> **Exercise aim**: Take the entries that follow and return exactly the lines from the one holding "DeployDB connection settings" through the one holding "pub mod listener;", both included. Nothing else is needed.

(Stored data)
==================================================
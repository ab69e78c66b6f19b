//! # DeployDB Hooks Core
//!
//! Core business logic for bridging DeployDB deployment events and a build system.
//!
//! This crate contains the domain logic for classifying inbound DeployDB webhooks,
//! matching them against per-job trigger rules, exporting their payloads into a
//! build environment, and reporting finished builds back to DeployDB.
//!
//! ## Architecture
//!
//! The core depends only on trait abstractions for everything the host build
//! system owns:
//! - [`registry::JobRegistry`] enumerates jobs and their trigger configuration
//! - [`security::SecurityContext`] provides privilege elevation during enumeration
//! - [`builds::BuildScheduler`] schedules builds for matched jobs
//! - [`delivery::OutboundChannel`] accepts outbound report envelopes
//!
//! In-memory implementations of each are provided for tests and for the
//! standalone service.
//!
//! ## Usage
//!
//! ```rust
//! use deploydb_hooks_core::event_kind::EventKind;
//!
//! let kind = EventKind::resolve(Some("application/vnd.deploydb.deploymentstarted.v1+json"));
//! assert_eq!(kind, Some(EventKind::DeploymentStarted));
//! ```

use chrono::{DateTime, Utc};
use serde::{Deserialize, Serialize};
use std::fmt;
use std::str::FromStr;
use std::time::Duration;

// ============================================================================
// Domain Identifier Types
// ============================================================================

/// Numeric identifier of a DeployDB deployment
///
/// Carried by every inbound webhook and used to address the outbound report.
#[derive(
    Debug, Clone, Copy, Default, PartialEq, Eq, PartialOrd, Ord, Hash, Serialize, Deserialize,
)]
#[serde(transparent)]
pub struct DeploymentId(u64);

impl DeploymentId {
    /// Create new deployment ID
    pub fn new(id: u64) -> Self {
        Self(id)
    }

    /// Get numeric value
    pub fn as_u64(&self) -> u64 {
        self.0
    }
}

impl fmt::Display for DeploymentId {
    fn fmt(&self, f: &mut fmt::Formatter<'_>) -> fmt::Result {
        write!(f, "{}", self.0)
    }
}

impl FromStr for DeploymentId {
    type Err = ValidationError;

    fn from_str(s: &str) -> Result<Self, Self::Err> {
        let id = s.parse::<u64>().map_err(|_| ValidationError::InvalidFormat {
            field: "deployment_id".to_string(),
            message: format!("expected a positive integer, got '{}'", s),
        })?;
        Ok(Self::new(id))
    }
}

/// Name of a job in the host build system
///
/// Job names appear in report payloads and in build URLs, so they must be
/// usable as a single URL path segment.
///
/// # Validation Rules
/// - Must be 1-255 characters
/// - Must not contain `/`, `\` or control characters
/// - Must not have leading or trailing whitespace
#[derive(Debug, Clone, PartialEq, Eq, PartialOrd, Ord, Hash, Serialize, Deserialize)]
#[serde(try_from = "String", into = "String")]
pub struct JobId(String);

impl JobId {
    /// Create new job ID with validation
    pub fn new(name: impl Into<String>) -> Result<Self, ValidationError> {
        let name = name.into();

        if name.is_empty() {
            return Err(ValidationError::Required {
                field: "job_name".to_string(),
            });
        }

        if name.len() > 255 {
            return Err(ValidationError::TooLong {
                field: "job_name".to_string(),
                max_length: 255,
            });
        }

        if name
            .chars()
            .any(|c| c == '/' || c == '\\' || c.is_control())
        {
            return Err(ValidationError::InvalidCharacters {
                field: "job_name".to_string(),
                invalid_chars: "slashes or control characters".to_string(),
            });
        }

        if name.trim() != name {
            return Err(ValidationError::InvalidFormat {
                field: "job_name".to_string(),
                message: "cannot start or end with whitespace".to_string(),
            });
        }

        Ok(Self(name))
    }

    /// Get string representation
    pub fn as_str(&self) -> &str {
        &self.0
    }
}

impl fmt::Display for JobId {
    fn fmt(&self, f: &mut fmt::Formatter<'_>) -> fmt::Result {
        write!(f, "{}", self.0)
    }
}

impl FromStr for JobId {
    type Err = ValidationError;

    fn from_str(s: &str) -> Result<Self, Self::Err> {
        Self::new(s)
    }
}

impl TryFrom<String> for JobId {
    type Error = ValidationError;

    fn try_from(value: String) -> Result<Self, Self::Error> {
        Self::new(value)
    }
}

impl From<JobId> for String {
    fn from(value: JobId) -> Self {
        value.0
    }
}

/// Sequential build number, unique per job
#[derive(Debug, Clone, Copy, PartialEq, Eq, PartialOrd, Ord, Hash, Serialize, Deserialize)]
#[serde(transparent)]
pub struct BuildNumber(u64);

impl BuildNumber {
    /// Create new build number
    pub fn new(number: u64) -> Self {
        Self(number)
    }

    /// Get numeric value
    pub fn as_u64(&self) -> u64 {
        self.0
    }

    /// The number following this one
    pub fn next(&self) -> Self {
        Self(self.0 + 1)
    }
}

impl fmt::Display for BuildNumber {
    fn fmt(&self, f: &mut fmt::Formatter<'_>) -> fmt::Result {
        write!(f, "{}", self.0)
    }
}

// ============================================================================
// Time Types
// ============================================================================

/// UTC timestamp
#[derive(Debug, Clone, Copy, PartialEq, Eq, PartialOrd, Ord, Serialize, Deserialize)]
pub struct Timestamp(DateTime<Utc>);

impl Timestamp {
    /// Create timestamp for current moment
    pub fn now() -> Self {
        Self(Utc::now())
    }

    /// Convert to RFC3339 string
    pub fn to_rfc3339(&self) -> String {
        self.0.to_rfc3339()
    }

    /// Get duration since another timestamp
    pub fn duration_since(&self, other: Self) -> Duration {
        self.0
            .signed_duration_since(other.0)
            .to_std()
            .unwrap_or_default()
    }
}

impl fmt::Display for Timestamp {
    fn fmt(&self, f: &mut fmt::Formatter<'_>) -> fmt::Result {
        write!(f, "{}", self.0.to_rfc3339())
    }
}

// ============================================================================
// Error Types
// ============================================================================

/// Error type for input validation failures
#[derive(Debug, Clone, PartialEq, Eq, thiserror::Error)]
pub enum ValidationError {
    #[error("Field '{field}' is required")]
    Required { field: String },

    #[error("Field '{field}' has invalid format: {message}")]
    InvalidFormat { field: String, message: String },

    #[error("Field '{field}' exceeds maximum length of {max_length}")]
    TooLong { field: String, max_length: usize },

    #[error("Field '{field}' contains invalid characters: {invalid_chars}")]
    InvalidCharacters {
        field: String,
        invalid_chars: String,
    },
}

// ============================================================================
// Module declarations
// ============================================================================

/// Event kinds and their wire content types
pub mod event_kind;

/// Inbound webhook payload model
pub mod payload;

/// Flattening of webhook payloads into build environment variables
pub mod environment;

/// Per-rule trigger matching
pub mod rules;

/// Scoped privilege elevation
pub mod security;

/// Job registry abstraction and configuration-backed implementation
pub mod registry;

/// Trigger aggregation across all registered jobs
pub mod trigger;

/// Build scheduling and completion records
pub mod builds;

/// Inbound webhook handling
pub mod endpoint;

/// DeployDB connection settings
pub mod config;

/// Outbound build report payloads
pub mod report;

/// Retry policies
pub mod retry;

/// Outbound channel and retrying report dispatcher
pub mod delivery;

/// Build completion handling
pub mod listener;

// Re-export key types for convenience
pub use builds::{
    BuildResult, BuildScheduler, CompletedBuild, InMemoryBuildQueue, ScheduleError, ScheduledBuild,
};
pub use config::DeployDbConfig;
pub use delivery::{
    ChannelError, DeliveryDispatcher, DeliveryEnvelope, DeliveryOutcome, HookQueue,
    HookQueueReceiver, OutboundChannel,
};
pub use endpoint::{InboundError, TriggerEndpoint, TriggeredBuilds};
pub use environment::{build_environment, flatten, ENV_VAR_PREFIX};
pub use event_kind::EventKind;
pub use listener::{BuildCompletionListener, ReportOutcome};
pub use payload::{PayloadValue, TriggerEvent};
pub use registry::{
    InMemoryJobRegistry, JobConfigError, JobDefinition, JobRegistry, JobsConfiguration,
    RegisteredJob, RegistryError, TriggerConfig,
};
pub use report::{ReportStatus, ReportWebhook};
pub use retry::{RetryPolicy, RetryState};
pub use rules::MatchRule;
pub use security::{ElevatedScope, Principal, SecurityContext, SharedSecurityContext};
pub use trigger::TriggerAggregator;

#[cfg(test)]
#[path = "lib_tests.rs"]
mod tests;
==================================================
> **Solution to this problem**:
/// DeployDB connection settings
pub mod config;

/// Outbound build report payloads
pub mod report;

/// Retry policies
pub mod retry;

/// Outbound channel and retrying report dispatcher
pub mod delivery;

/// Build completion handling
pub mod listener;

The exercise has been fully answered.